Health Reform in US Senate: Possible Compromise, but Still Costly
Widespread reports of a possible compromise among U.S. Senate Democrats on the Senate’s version of health care reform legislation have emerged, but details are sketchy and still troubling to many in the business community. The potential compromise reportedly scraps the controversial public option and replaces it with a system in which Americans aged 55 and older would be permitted to buy into the federal Medicare program.
But details on what the compromise actually does are elusive.
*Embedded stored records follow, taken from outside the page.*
//! Per-student summary table (the document's EFC tab)

use crate::table::Table;

/// Copy the configured columns from the enriched roster; columns the roster
/// does not have are hand-entry columns and start blank after the copied ones.
///
/// The first configured field is the student id and is always kept first.
pub fn build_summary(roster: &Table, fields: &[String]) -> Table {
    let Some((index, rest)) = fields.split_first() else {
        return Table::default();
    };

    let mut columns: Vec<&str> = vec![index.as_str()];
    columns.extend(
        rest.iter()
            .filter(|f| roster.has_column(f))
            .map(String::as_str),
    );
    columns.extend(
        rest.iter()
            .filter(|f| !roster.has_column(f))
            .map(String::as_str),
    );

    let summary = roster.select(&columns);
    log::debug!(
        "Summary table: {} students, {} columns",
        summary.len(),
        summary.columns().len()
    );
    summary
}

#[cfg(test)]
mod tests {
    use super::*;
    use crate::table::Value;

    #[test]
    fn test_blank_columns_follow_copied_ones() {
        let roster = Table::from_rows(
            ["StudentID", "LastFirst", "EFC", "GPA"],
            vec![vec![Value::Int(1001), Value::from("Doe, Jane"), Value::Int(0), Value::Float(3.2)]],
        );
        let fields: Vec<String> = ["StudentID", "Notes", "LastFirst", "EFC"]
            .iter()
            .map(|s| s.to_string())
            .collect();

        let summary = build_summary(&roster, &fields);
        assert_eq!(
            summary.columns(),
            &["StudentID".to_string(), "LastFirst".to_string(), "EFC".to_string(), "Notes".to_string()]
        );
        assert_eq!(summary.rows()[0][3], Value::Null);
        assert_eq!(summary.rows()[0][0], Value::Int(1001));
    }

    #[test]
    fn test_no_fields() {
        let roster = Table::new(["StudentID"]);
        assert!(build_summary(&roster, &[]).columns().is_empty());
    }
}
use tracing_subscriber::{EnvFilter, layer::SubscriberExt as _, util::SubscriberInitExt as _};

/// Installs a `tracing` subscriber filtered by `RUST_LOG`, defaulting to
/// `info`. Records emitted through the `log` facade are forwarded too.
///
/// Calling it more than once is harmless; later calls leave the first
/// subscriber in place.
pub fn init() {
    let filter = EnvFilter::try_from_default_env().unwrap_or_else(|_| EnvFilter::new("info"));

    let res = tracing_subscriber::registry()
        .with(filter)
        .with(tracing_subscriber::fmt::layer().with_writer(std::io::stderr))
        .try_init();

    if let Err(e) = res {
        tracing::debug!("subscriber already installed: {e}");
    }
}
Because the bill’s costs are being studied by the Congressional Budget Office, all the specifics on the legislation won’t be publicly released until the pricing is completed.
Until then, many questions and concerns from the business community remain over the proposal’s cost and content.
As more is revealed about the possible compromise language, there are at least three reasons why the current Senate version is off to a bad start:
- The current Senate bill imposes $28 billion in new taxes on employers that do not provide government-approved health benefits. This will not relieve employers of the staggering premium increases with which they have been burdened in recent years; in fact, it will increase that burden for many.
- The Senate is under pressure to include a public plan option to “compete” with private health plans. There can be no level playing field with a public option, even if it is at first scaled back. Ultimately, public plans will eliminate consumer choice in health care, forcing millions of Americans to lose the coverage they now have and leading to the demise of private health insurance plans and the inevitability of a government-run, rationed health care system.
- To pay its fully implemented $2.5 trillion price tag, the bill includes half a trillion dollars in new taxes on payrolls, health benefits, health insurance, prescription drugs and medical devices that will be passed through to employer-provided plans.
Government has a very poor track record in administering and paying for health care. Cost-shifting caused by the government’s severe underfunding of Medicare and Medicaid has made private health insurance unaffordable for many people and businesses.
We need reform that will truly reduce costs, improve quality and increase access to health care—not legislation to expand government and endanger our economy.